Économiste, star des médias, Marc Touati a été maître de conférences à l’université Paris 1 Panthéon-Sorbonne, avant d’enseigner à Sciences Po Paris. En 1995, il entre aux Banques populaires et en devient le chef économiste à 27 ans. En 2007, il crée son cabinet de conseils aux entreprises.

Comment redresser les finances publiques ? Faut-il faire des économies à tout prix au risque de tuer la maigre croissance qu’il nous reste ?

Les Français ont bien compris que l’État allait les lâcher et qu’ils n’avaient pas d’autres choix pour leur retraite que d’économiser.

La France a besoin d’une thérapie de choc bienveillante. Il faut redonner confiance aux ménages et aux entreprises, en baissant la CSG et les impôts de production. En parallèle, il faut réduire les dépenses publiques de fonctionnement (+ 22 % depuis 2021, soit 100 milliards de plus en quatre ans) en ne remplaçant pas les fonctionnaires qui partent à la retraite.

Les Opac (office public d’aménagement et de construction) doivent aussi subir une cure d’amaigrissement. Ils coûtent 150 milliards d’euros par an à la collectivité. C’est trop !

L’épargnant aisé va-t-il une nouvelle fois être mis à contribution ?

Une ponction exceptionnelle sur l’épargne se dessine.

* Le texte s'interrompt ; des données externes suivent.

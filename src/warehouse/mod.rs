//! Source warehouse access
//!
//! The pipeline only needs two things from the warehouse: run a statement,
//! and release the session. [`Warehouse`] captures that, and
//! [`SnowflakeWarehouse`] implements it over the Snowflake SQL REST API.

mod auth;
mod snowflake;
mod statements;

pub use auth::SnowflakeCredential;
pub use snowflake::SnowflakeWarehouse;
pub use statements::{create_stage_sql, export_sql};

use crate::error::Result;
use async_trait::async_trait;

/// Outcome of a successfully executed statement
#[derive(Debug, Clone, Default, PartialEq, Eq)]
pub struct StatementResult {
    /// Server-side statement handle
    pub handle: Option<String>,
    /// Rows in the result set, when reported
    pub rows: Option<u64>,
}

/// A connection to the source warehouse
#[async_trait]
pub trait Warehouse: Send + Sync {
    /// Execute one SQL statement and wait for it to finish
    async fn execute(&self, sql: &str) -> Result<StatementResult>;

    /// Release the session. Later calls to `execute` fail.
    async fn close(&self) -> Result<()>;
}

Le risque de création d’un nouvel impôt est réel. Les conséquences en seraient catastrophiques : exil massif de capitaux, défiance généralisée, nouvelle dégradation de l’indicateur de confiance des ménages déjà plus bas que pendant les crises précédentes (covid, Gilets jaunes, etc.).

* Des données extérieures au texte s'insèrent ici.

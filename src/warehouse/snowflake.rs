//! Snowflake SQL API v2 client

use super::auth::SnowflakeCredential;
use super::{StatementResult, Warehouse};
use crate::config::Settings;
use crate::error::{Error, Result};
use crate::naming::RunContext;
use async_trait::async_trait;
use reqwest::{Client, RequestBuilder, Response, StatusCode};
use serde::{Deserialize, Serialize};
use std::sync::atomic::{AtomicBool, Ordering};
use std::time::Duration;
use tracing::{debug, info};

const STATEMENTS_PATH: &str = "/api/v2/statements";

#[derive(Debug, Serialize)]
struct StatementRequest<'a> {
    statement: &'a str,
    timeout: u64,
    database: &'a str,
    schema: &'a str,
    warehouse: &'a str,
    #[serde(skip_serializing_if = "Option::is_none")]
    role: Option<&'a str>,
}

#[derive(Debug, Default, Deserialize)]
#[serde(rename_all = "camelCase")]
struct StatementResponse {
    #[serde(default)]
    code: Option<String>,
    #[serde(default)]
    message: Option<String>,
    #[serde(default)]
    statement_handle: Option<String>,
    #[serde(default)]
    statement_status_url: Option<String>,
    #[serde(default)]
    result_set_meta_data: Option<ResultSetMetaData>,
}

#[derive(Debug, Default, Deserialize)]
#[serde(rename_all = "camelCase")]
struct ResultSetMetaData {
    #[serde(default)]
    num_rows: Option<u64>,
}

/// Warehouse session backed by the Snowflake SQL REST API
///
/// The API is stateless; every statement carries the database, schema and
/// virtual warehouse it runs in.
#[derive(Debug)]
pub struct SnowflakeWarehouse {
    client: Client,
    base_url: String,
    credential: SnowflakeCredential,
    database: String,
    schema: String,
    warehouse: String,
    role: Option<String>,
    statement_timeout_secs: u64,
    poll_interval: Duration,
    closed: AtomicBool,
}

impl SnowflakeWarehouse {
    /// Resolve credentials from the environment and open a checked session
    pub async fn connect(settings: &Settings, ctx: &RunContext) -> Result<Self> {
        let credential = SnowflakeCredential::from_env(&settings.snowflake)
            .map_err(|e| Error::connection(e.to_string()))?;
        Self::connect_with(settings, ctx, credential).await
    }

    /// Open a checked session with an explicit credential
    ///
    /// Runs `SELECT 1` so that bad credentials fail here rather than at the
    /// first pipeline step.
    pub async fn connect_with(
        settings: &Settings,
        ctx: &RunContext,
        credential: SnowflakeCredential,
    ) -> Result<Self> {
        let sf = &settings.snowflake;
        let warehouse = Self {
            client: settings.http.client()?,
            base_url: sf.api_base_url().trim_end_matches('/').to_string(),
            credential,
            database: ctx.database.to_uppercase(),
            schema: ctx.schema.to_uppercase(),
            warehouse: sf.warehouse.clone(),
            role: sf.role.clone(),
            statement_timeout_secs: sf.statement_timeout_secs,
            poll_interval: settings.http.poll_interval(),
            closed: AtomicBool::new(false),
        };

        warehouse
            .execute("SELECT 1")
            .await
            .map_err(|e| Error::connection(e.to_string()))?;
        info!(
            account = %sf.account,
            warehouse = %warehouse.warehouse,
            database = %warehouse.database,
            "Connected to Snowflake"
        );
        Ok(warehouse)
    }

    fn authorized(&self, builder: RequestBuilder) -> Result<RequestBuilder> {
        Ok(builder
            .bearer_auth(self.credential.bearer()?)
            .header(
                "X-Snowflake-Authorization-Token-Type",
                self.credential.token_type(),
            )
            .header("Accept", "application/json"))
    }

    /// Poll a running statement until it completes
    async fn wait_for(&self, status_url: &str) -> Result<StatementResponse> {
        let url = if status_url.starts_with("http") {
            status_url.to_string()
        } else {
            format!("{}{status_url}", self.base_url)
        };

        loop {
            tokio::time::sleep(self.poll_interval).await;
            let response = self.authorized(self.client.get(&url))?.send().await?;
            if response.status() != StatusCode::ACCEPTED {
                return parse_response(response).await;
            }
            debug!(url = %url, "Statement still running");
        }
    }
}

#[async_trait]
impl Warehouse for SnowflakeWarehouse {
    async fn execute(&self, sql: &str) -> Result<StatementResult> {
        if self.closed.load(Ordering::SeqCst) {
            return Err(Error::connection("Snowflake session is closed"));
        }

        let request = StatementRequest {
            statement: sql,
            timeout: self.statement_timeout_secs,
            database: &self.database,
            schema: &self.schema,
            warehouse: &self.warehouse,
            role: self.role.as_deref(),
        };
        debug!(statement = sql, "Submitting statement");

        let url = format!("{}{STATEMENTS_PATH}", self.base_url);
        let response = self
            .authorized(self.client.post(&url))?
            .json(&request)
            .send()
            .await?;

        let body = if response.status() == StatusCode::ACCEPTED {
            let pending: StatementResponse = response.json().await?;
            let status_url = pending
                .statement_status_url
                .or_else(|| {
                    pending
                        .statement_handle
                        .map(|h| format!("{STATEMENTS_PATH}/{h}"))
                })
                .ok_or_else(|| Error::query("", "Accepted statement has no handle"))?;
            self.wait_for(&status_url).await?
        } else {
            parse_response(response).await?
        };

        Ok(StatementResult {
            handle: body.statement_handle,
            rows: body.result_set_meta_data.and_then(|m| m.num_rows),
        })
    }

    async fn close(&self) -> Result<()> {
        if !self.closed.swap(true, Ordering::SeqCst) {
            info!("Closed Snowflake session");
        }
        Ok(())
    }
}

/// Map a finished response to a result or a query error
async fn parse_response(response: Response) -> Result<StatementResponse> {
    let status = response.status();
    let text = response.text().await?;

    if status.is_success() {
        return Ok(serde_json::from_str(&text).unwrap_or_default());
    }

    match serde_json::from_str::<StatementResponse>(&text) {
        Ok(StatementResponse {
            code: Some(code),
            message,
            ..
        }) => Err(Error::query(code, message.unwrap_or_default())),
        _ => Err(Error::http_status(status.as_u16(), text)),
    }
}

Comment gérer son argent en période d’incertitudes ?

Près de 55 % de la dette publique française est détenue par des étrangers, contre 20 % aux États-Unis et 25 % en Italie. C’est un élément majeur de fragilité, dont il faut tenir compte quand on place son argent aujourd’hui.

Deux stratégies sont possibles. La gestion dynamique, voire agressive, en achetant des options de vente sur la dette française et le CAC 40. Ou jouer la carte de la prudence en privilégiant les placements sûrs facilement mobilisables (Livret A, assurance vie en euros), avec une pincée d’or et beaucoup de liquidités pour servir d’amortisseur en cas de crise et saisir les opportunités qui ne manqueront pas de se présenter.

L’or peut-il encore grimper ?

Les actions et le métal jaune progressent de concert, une situation totalement inédite. Elle s’explique par l’abondance de liquidités et la persistance de risques énormes et multiples : financiers, politiques (en France), militaires (en Ukraine et à Gaza), etc. Si ces risques se matérialisent, l’or va continuer de flamber. Si le climat géopolitique s’assagit, l’or se calmera, mais demeurera une valeur refuge. Au-dessus de 3.000 dollars l’once, la valorisation se tend sérieusement.

Investir aux États-Unis, dans les Gafam, est tentant, mais pas très patriotique ?

Ceux qui l’ont fait ces dernières années ont bien gagné leur vie. Mais aujourd’hui, les Gafam (Google, Apple, Facebook, Amazon et Microsoft) sont chers. Il ne faut plus s’attendre à de fortes hausses de cours. Reste bien sûr les dividendes. Ce n’est déjà pas si mal.

Les crypto-actifs sont-ils devenus un placement comme les autres ?

Il y a de la technologie, une offre limitée (pour le bitcoin) et comme personne n’a sifflé la fin de la partie, la hausse se poursuit. Les crypto-actifs sont devenus incontournables. En tant qu’économiste, je ne fais pas de prévision, car il y a trop d’opacité.

Propos recueillis par Christian Fontaine


Gérez-vous activement vos finances ?

Non. Je gère en bon père de famille sans avoir le nez sur les écrans.

Quel a été votre meilleur placement ?

L’achat de mon appartement parisien en 1998. Le promoteur n’arrivait pas à le vendre. Il m’a fait un prix extraordinaire.

Et le plus mauvais ?

IC Telecom. La société a fait faillite en 2012. En tant qu’administrateur et actionnaire, j’ai tout perdu.

Pensez-vous que l’argent des impôts est bien dépensé ?

Non. C’est dramatique. Nous sommes les champions de l’impôt et du gaspillage.